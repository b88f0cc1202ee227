//! Diagnostic logging to stderr.
//!
//! Progress output for users goes to stdout with `println!`; this is for
//! debugging runs. Filter with `VIBE_LOG` (e.g. `VIBE_LOG=vibe=debug`).

use tracing_subscriber::EnvFilter;
use tracing_subscriber::prelude::*;

pub const LOG_ENV: &str = "VIBE_LOG";

/// Install the global subscriber. Later calls are ignored.
pub fn init() {
    let env_filter =
        EnvFilter::try_from_env(LOG_ENV).unwrap_or_else(|_| EnvFilter::new("warn"));

    let fmt_layer = tracing_subscriber::fmt::layer()
        .with_writer(std::io::stderr)
        .with_ansi(false)
        .with_target(true);

    let _ = tracing_subscriber::registry().with(env_filter).with(fmt_layer).try_init();
}
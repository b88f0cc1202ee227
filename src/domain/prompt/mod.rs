pub mod builder;
pub mod error;

pub use builder::{architecture_prompt, tasks_prompt};
pub use error::PromptError;
//! Run configuration loading from an optional TOML file.

use std::fs;
use std::io;
use std::path::Path;

use crate::domain::{AppError, VibeConfig};

/// Load the run configuration.
///
/// Without a path the built-in defaults are used. An explicit path that does
/// not exist is a configuration error.
pub fn load_config(path: Option<&Path>) -> Result<VibeConfig, AppError> {
    let Some(path) = path else {
        return Ok(VibeConfig::default());
    };

    let content = fs::read_to_string(path).map_err(|err| {
        if err.kind() == io::ErrorKind::NotFound {
            AppError::config_error(format!("Config file not found: {}", path.display()))
        } else {
            AppError::Io(err)
        }
    })?;
    parse_config_content(&content)
}

/// Parse configuration from string content.
pub fn parse_config_content(content: &str) -> Result<VibeConfig, AppError> {
    let config: VibeConfig = toml::from_str(content)?;
    config.validate()?;
    Ok(config)
}
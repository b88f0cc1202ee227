use include_dir::{Dir, include_dir};

use crate::domain::AppError;

static ASSETS_DIR: Dir = include_dir!("$CARGO_MANIFEST_DIR/src/assets");

const DEFAULT_GUIDELINES: &str = "agents.md";
const INITIAL_PROMPT: &str = "initial_prompt.md";

/// Guidelines written when no template file is available.
pub fn default_guidelines() -> Result<&'static str, AppError> {
    asset_content(DEFAULT_GUIDELINES)
}

/// Fixed instruction for the first coding-agent session.
pub fn initial_prompt() -> Result<&'static str, AppError> {
    asset_content(INITIAL_PROMPT)
}

fn asset_content(path: &str) -> Result<&'static str, AppError> {
    ASSETS_DIR
        .get_file(path)
        .and_then(|file| file.contents_utf8())
        .ok_or_else(|| AppError::Configuration(format!("Missing embedded asset: {}", path)))
}
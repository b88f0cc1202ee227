//! Shared testing utilities for vibe CLI tests.

use assert_cmd::Command;
use std::fs;
use std::path::{Path, PathBuf};
use tempfile::TempDir;

#[allow(dead_code)]
pub const API_KEY_ENV: &str = "VIBE_TEST_API_KEY";

/// Testing harness providing an isolated directory with input files.
#[allow(dead_code)]
pub struct TestContext {
    root: TempDir,
}

#[allow(dead_code)]
impl TestContext {
    /// Create a new isolated environment with default inputs.
    pub fn new() -> Self {
        let root = TempDir::new().expect("Failed to create temp directory for tests");
        let ctx = Self { root };
        ctx.write_product("a todo app\n");
        ctx.write_tools("React, Postgres\n");
        ctx
    }

    pub fn root(&self) -> &Path {
        self.root.path()
    }

    pub fn product_file(&self) -> PathBuf {
        self.root().join("product.txt")
    }

    pub fn tools_file(&self) -> PathBuf {
        self.root().join("tools.txt")
    }

    pub fn output_dir(&self) -> PathBuf {
        self.root().join("out")
    }

    pub fn write_product(&self, content: &str) {
        fs::write(self.product_file(), content).expect("Failed to write product file");
    }

    pub fn write_tools(&self, content: &str) {
        fs::write(self.tools_file(), content).expect("Failed to write tools file");
    }

    /// Write a config file pointing the completion client at `api_url`.
    pub fn write_config(&self, api_url: &str, extra: &str) -> PathBuf {
        let path = self.root().join("vibe.toml");
        let content = format!(
            "[completion]\napi_url = \"{}\"\napi_key_env = \"{}\"\ntimeout_secs = 5\n\n[guidelines]\npath = \"{}\"\n{}",
            api_url,
            API_KEY_ENV,
            self.root().join("agents.md").display(),
            extra
        );
        fs::write(&path, content).expect("Failed to write config file");
        path
    }

    /// Build a command for invoking the compiled `vibe` binary.
    pub fn cli(&self) -> Command {
        let mut cmd = Command::cargo_bin("vibe").expect("Failed to locate vibe binary");
        cmd.current_dir(self.root()).env_remove("OPENAI_API_KEY").env_remove(API_KEY_ENV);
        cmd
    }

    /// Command with the three positional arguments filled in.
    pub fn generate_cmd(&self) -> Command {
        let mut cmd = self.cli();
        cmd.arg(self.output_dir()).arg(self.product_file()).arg(self.tools_file());
        cmd
    }

    pub fn read_output(&self, name: &str) -> String {
        fs::read_to_string(self.output_dir().join(name))
            .unwrap_or_else(|_| panic!("{} should exist", name))
    }

    pub fn output_exists(&self, name: &str) -> bool {
        self.output_dir().join(name).exists()
    }
}
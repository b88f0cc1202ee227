pub mod commands;
pub mod config;
mod context;

pub use context::AppContext;
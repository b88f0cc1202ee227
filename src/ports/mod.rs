mod artifact_store;
mod completion_client;

pub use artifact_store::ArtifactStore;
pub use completion_client::{CompletionClient, MockCompletionClient};
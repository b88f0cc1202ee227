use std::sync::{Arc, Mutex};

use crate::domain::{Artifact, CompletionError};
use crate::ports::CompletionClient;

/// Completion client that returns each prompt unchanged and records it.
#[derive(Clone, Default)]
pub struct EchoCompletionClient {
    pub prompts: Arc<Mutex<Vec<String>>>,
    pub artifacts: Arc<Mutex<Vec<Artifact>>>,
}

impl EchoCompletionClient {
    pub fn new() -> Self {
        Self::default()
    }

    pub fn received_prompts(&self) -> Vec<String> {
        self.prompts.lock().unwrap().clone()
    }

    pub fn received_artifacts(&self) -> Vec<Artifact> {
        self.artifacts.lock().unwrap().clone()
    }
}

impl CompletionClient for EchoCompletionClient {
    fn complete(&self, artifact: Artifact, prompt: &str) -> Result<String, CompletionError> {
        self.artifacts.lock().unwrap().push(artifact);
        self.prompts.lock().unwrap().push(prompt.to_string());
        Ok(prompt.to_string())
    }
}

/// Completion client that succeeds for the first `succeed_calls` requests, then fails.
#[derive(Clone)]
pub struct FailingCompletionClient {
    pub succeed_calls: usize,
    pub calls: Arc<Mutex<usize>>,
}

impl FailingCompletionClient {
    pub fn after(succeed_calls: usize) -> Self {
        Self { succeed_calls, calls: Arc::new(Mutex::new(0)) }
    }

    pub fn call_count(&self) -> usize {
        *self.calls.lock().unwrap()
    }
}

impl CompletionClient for FailingCompletionClient {
    fn complete(&self, _artifact: Artifact, prompt: &str) -> Result<String, CompletionError> {
        let mut calls = self.calls.lock().unwrap();
        *calls += 1;
        if *calls > self.succeed_calls {
            return Err(CompletionError::Api { status: 503, body: "service unavailable".into() });
        }
        Ok(format!("completion for: {}", prompt))
    }
}
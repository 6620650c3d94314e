pub mod models;
pub mod repository;

use r2d2::Pool;
use r2d2_sqlite::SqliteConnectionManager;
use rusqlite::params;
use std::path::Path;

use crate::state::DbPool;

pub use repository::{Repository, RepositoryError, SqliteRepository};

pub const MIGRATIONS: &[(&str, &str)] = &[(
    "001_initial",
    include_str!("../../migrations/001_initial.sql"),
)];

pub fn create_pool(db_path: &Path) -> anyhow::Result<DbPool> {
    // Ensure parent directory exists
    if let Some(parent) = db_path.parent() {
        std::fs::create_dir_all(parent)?;
    }

    // Pragmas are per connection, so they go on every connection the pool opens
    let manager = SqliteConnectionManager::file(db_path).with_init(|conn| {
        conn.execute_batch(
            "
            PRAGMA journal_mode = WAL;
            PRAGMA synchronous = NORMAL;
            PRAGMA foreign_keys = ON;
            PRAGMA busy_timeout = 5000;
            ",
        )
    });
    let pool = Pool::builder().max_size(8).build(manager)?;

    Ok(pool)
}

pub fn run_migrations(pool: &DbPool) -> anyhow::Result<()> {
    let conn = pool.get()?;

    conn.execute_batch(
        "CREATE TABLE IF NOT EXISTS schema_version (
            name TEXT PRIMARY KEY,
            applied_at TEXT NOT NULL DEFAULT (datetime('now'))
        );",
    )?;

    for (name, sql) in MIGRATIONS {
        let already_applied: bool = conn.query_row(
            "SELECT COUNT(*) > 0 FROM schema_version WHERE name = ?1",
            params![name],
            |row| row.get(0),
        )?;

        if !already_applied {
            tracing::info!("Applying migration: {}", name);
            conn.execute_batch(sql)?;
            conn.execute(
                "INSERT INTO schema_version (name) VALUES (?1)",
                params![name],
            )?;
        }
    }

    tracing::info!("Database migrations complete");
    Ok(())
}

/// Pool + migrations, for tests and tools that want a ready database.
pub fn open(db_path: &Path) -> anyhow::Result<DbPool> {
    let pool = create_pool(db_path)?;
    run_migrations(&pool)?;
    Ok(pool)
}
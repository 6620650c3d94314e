use axum::http::Method;
use axum::routing::{get, post};
use axum::Router;
use tower_http::cors::{Any, CorsLayer};

use crate::auth::handlers;
use crate::state::AppState;

pub fn router() -> Router<AppState> {
    // The JSON exchange is called from the confirmation email's landing page,
    // which may be served from another origin.
    let exchange = Router::new()
        .route("/auth/callback/exchange", get(handlers::callback_exchange))
        .layer(
            CorsLayer::new()
                .allow_origin(Any)
                .allow_methods([Method::GET, Method::OPTIONS])
                .allow_headers(Any),
        );

    Router::new()
        .route("/auth/login", get(handlers::login_page).post(handlers::login))
        .route("/auth/forgot-password", post(handlers::forgot_password))
        .route(
            "/auth/register",
            get(handlers::register_page).post(handlers::register),
        )
        .route("/auth/logout", post(handlers::logout))
        .route("/auth/callback", get(handlers::callback))
        .route(
            "/auth/reset-password",
            get(handlers::reset_password_page).post(handlers::reset_password),
        )
        .merge(exchange)
}
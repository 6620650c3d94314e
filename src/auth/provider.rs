use async_trait::async_trait;
use serde::{Deserialize, Serialize};
use thiserror::Error;
use tokio::sync::broadcast;

/// The private identity behind a profile.
#[derive(Debug, Clone, PartialEq, Serialize, Deserialize)]
pub struct AuthUser {
    pub id: String,
    pub email: String,
    pub full_name: Option<String>,
    pub email_confirmed: bool,
    pub created_at: String,
}

#[derive(Debug, Clone, PartialEq, Serialize, Deserialize)]
pub struct Session {
    pub access_token: String,
    pub user: AuthUser,
    pub expires_at: String,
    /// Issued from a password-recovery link; only good for setting a new password.
    pub recovery: bool,
}

#[derive(Debug, Clone, Default)]
pub struct SignUpMetadata {
    pub full_name: Option<String>,
}

#[derive(Debug, Clone, PartialEq)]
pub enum AuthEvent {
    SignedIn(AuthUser),
    SignedOut { user_id: String },
    TokenRefreshed { user_id: String },
    UserUpdated(AuthUser),
    PasswordRecovery(AuthUser),
}

/// Errors carry the same human-readable messages a hosted auth service
/// would, so callers can match on them when picking what to show.
#[derive(Debug, Error)]
pub enum AuthError {
    #[error("Invalid login credentials")]
    InvalidCredentials,

    #[error("Email not confirmed")]
    EmailNotConfirmed,

    #[error("User already registered")]
    UserAlreadyRegistered,

    #[error("Unable to validate email address: invalid format")]
    InvalidEmail,

    #[error("Password should be at least 6 characters")]
    WeakPassword,

    #[error("Email link is invalid or has expired")]
    InvalidCode,

    #[error("Auth session missing")]
    SessionMissing,

    #[error("Error sending email: {0}")]
    Mail(String),

    #[error("Database error: {0}")]
    Database(#[from] rusqlite::Error),

    #[error("Pool error: {0}")]
    Pool(#[from] r2d2::Error),

    #[error("Hashing error: {0}")]
    Hash(#[from] bcrypt::BcryptError),
}

#[async_trait]
pub trait AuthProvider: Send + Sync {
    async fn sign_up(
        &self,
        email: &str,
        password: &str,
        metadata: SignUpMetadata,
    ) -> Result<AuthUser, AuthError>;

    async fn sign_in(&self, email: &str, password: &str) -> Result<Session, AuthError>;

    async fn sign_out(&self, access_token: &str) -> Result<(), AuthError>;

    /// The live session behind a token, if any.
    async fn get_session(&self, access_token: &str) -> Result<Option<Session>, AuthError>;

    async fn get_user(&self, access_token: &str) -> Result<Option<AuthUser>, AuthError>;

    /// Push the session's expiry out by a full lifetime.
    async fn refresh_session(&self, access_token: &str) -> Result<Session, AuthError>;

    /// Trade a one-time code from an emailed link for a session.
    async fn exchange_code_for_session(&self, code: &str) -> Result<Session, AuthError>;

    /// Email a recovery link pointing at `redirect_url`. Unknown addresses
    /// succeed without sending anything.
    async fn request_password_reset(
        &self,
        email: &str,
        redirect_url: &str,
    ) -> Result<(), AuthError>;

    async fn update_password(&self, access_token: &str, password: &str) -> Result<(), AuthError>;

    /// Members holding at least one live, non-recovery session.
    async fn count_active_users(&self) -> Result<usize, AuthError>;

    /// Auth state change notifications.
    fn subscribe(&self) -> broadcast::Receiver<AuthEvent>;
}
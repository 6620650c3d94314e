use url::form_urlencoded::byte_serialize;

use crate::feed::sidebar::truncate;

const SHARE_TEXT_CHARS: usize = 80;

/// Outbound share targets for one post.
#[derive(Debug, Clone, PartialEq)]
pub struct ShareLinks {
    pub post_url: String,
    pub whatsapp: String,
    pub facebook: String,
    pub twitter: String,
    pub telegram: String,
}

fn encode(s: &str) -> String {
    byte_serialize(s.as_bytes()).collect()
}

pub fn share_text(content: &str) -> String {
    format!("شاهد هذه الخاطرة: \"{}\"", truncate(content, SHARE_TEXT_CHARS))
}

impl ShareLinks {
    pub fn new(site_url: &str, post_id: &str, content: &str) -> Self {
        let post_url = format!("{}/post/{}", site_url.trim_end_matches('/'), post_id);
        let text = share_text(content);
        let url = encode(&post_url);

        Self {
            whatsapp: format!("https://wa.me/?text={}", encode(&format!("{text} {post_url}"))),
            facebook: format!("https://www.facebook.com/sharer/sharer.php?u={url}"),
            twitter: format!("https://twitter.com/intent/tweet?text={}&url={url}", encode(&text)),
            telegram: format!("https://t.me/share/url?url={url}&text={}", encode(&text)),
            post_url,
        }
    }
}

#[cfg(test)]
mod tests {
    use super::*;

    #[test]
    fn links_point_at_the_post() {
        let links = ShareLinks::new("https://khateraty.example/", "abc", "hello world");
        assert_eq!(links.post_url, "https://khateraty.example/post/abc");
        assert_eq!(
            links.facebook,
            "https://www.facebook.com/sharer/sharer.php?u=https%3A%2F%2Fkhateraty.example%2Fpost%2Fabc"
        );
        assert!(links.whatsapp.starts_with("https://wa.me/?text="));
        assert!(links.whatsapp.contains("hello+world"));
        assert!(links.telegram.contains("url=https%3A%2F%2Fkhateraty.example%2Fpost%2Fabc"));
        assert!(links.twitter.starts_with("https://twitter.com/intent/tweet?text="));
    }

    #[test]
    fn share_text_is_capped() {
        let text = share_text(&"ن".repeat(200));
        assert!(text.contains(&"ن".repeat(80)));
        assert!(!text.contains(&"ن".repeat(81)));
        assert!(text.contains("..."));
        assert_eq!(share_text("قصير"), "شاهد هذه الخاطرة: \"قصير\"");
    }
}
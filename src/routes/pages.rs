use askama::Template;
use axum::http::StatusCode;
use axum::response::{IntoResponse, Response};

use crate::extractors::MaybeUser;
use crate::flash::IncomingFlash;
use crate::routes::views::{render, Layout};

#[derive(Template)]
#[template(path = "pages/unauthorized.html")]
pub struct UnauthorizedTemplate {
    pub layout: Layout,
}

#[derive(Template)]
#[template(path = "pages/not_found.html")]
pub struct NotFoundTemplate {
    pub layout: Layout,
}

/// GET /unauthorized
pub async fn unauthorized(MaybeUser(user): MaybeUser, flash: IncomingFlash) -> Response {
    render(
        &flash,
        UnauthorizedTemplate {
            layout: Layout::new("غير مصرح", user.as_ref(), &flash),
        },
    )
}

/// Fallback for every unmatched path.
pub async fn not_found(MaybeUser(user): MaybeUser, flash: IncomingFlash) -> Response {
    let mut response = render(
        &flash,
        NotFoundTemplate {
            layout: Layout::new("الصفحة غير موجودة", user.as_ref(), &flash),
        },
    );
    *response.status_mut() = StatusCode::NOT_FOUND;
    response.into_response()
}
..............................
__What you should do__. Everything above from the line containing "std::fs::create_dir_all(parent)?;" down to the line containing "TABLE IF NOT" is to be transcribed exactly, with both of those lines included and nothing else added.

__Answer box__.
        std::fs::create_dir_all(parent)?;
    }

    // Pragmas are per connection, so they go on every connection the pool opens
    let manager = SqliteConnectionManager::file(db_path).with_init(|conn| {
        conn.execute_batch(
            "
            PRAGMA journal_mode = WAL;
            PRAGMA synchronous = NORMAL;
            PRAGMA foreign_keys = ON;
            PRAGMA busy_timeout = 5000;
            ",
        )
    });
    let pool = Pool::builder().max_size(8).build(manager)?;

    Ok(pool)
}

pub fn run_migrations(pool: &DbPool) -> anyhow::Result<()> {
    let conn = pool.get()?;

    conn.execute_batch(
        "CREATE TABLE IF NOT EXISTS schema_version (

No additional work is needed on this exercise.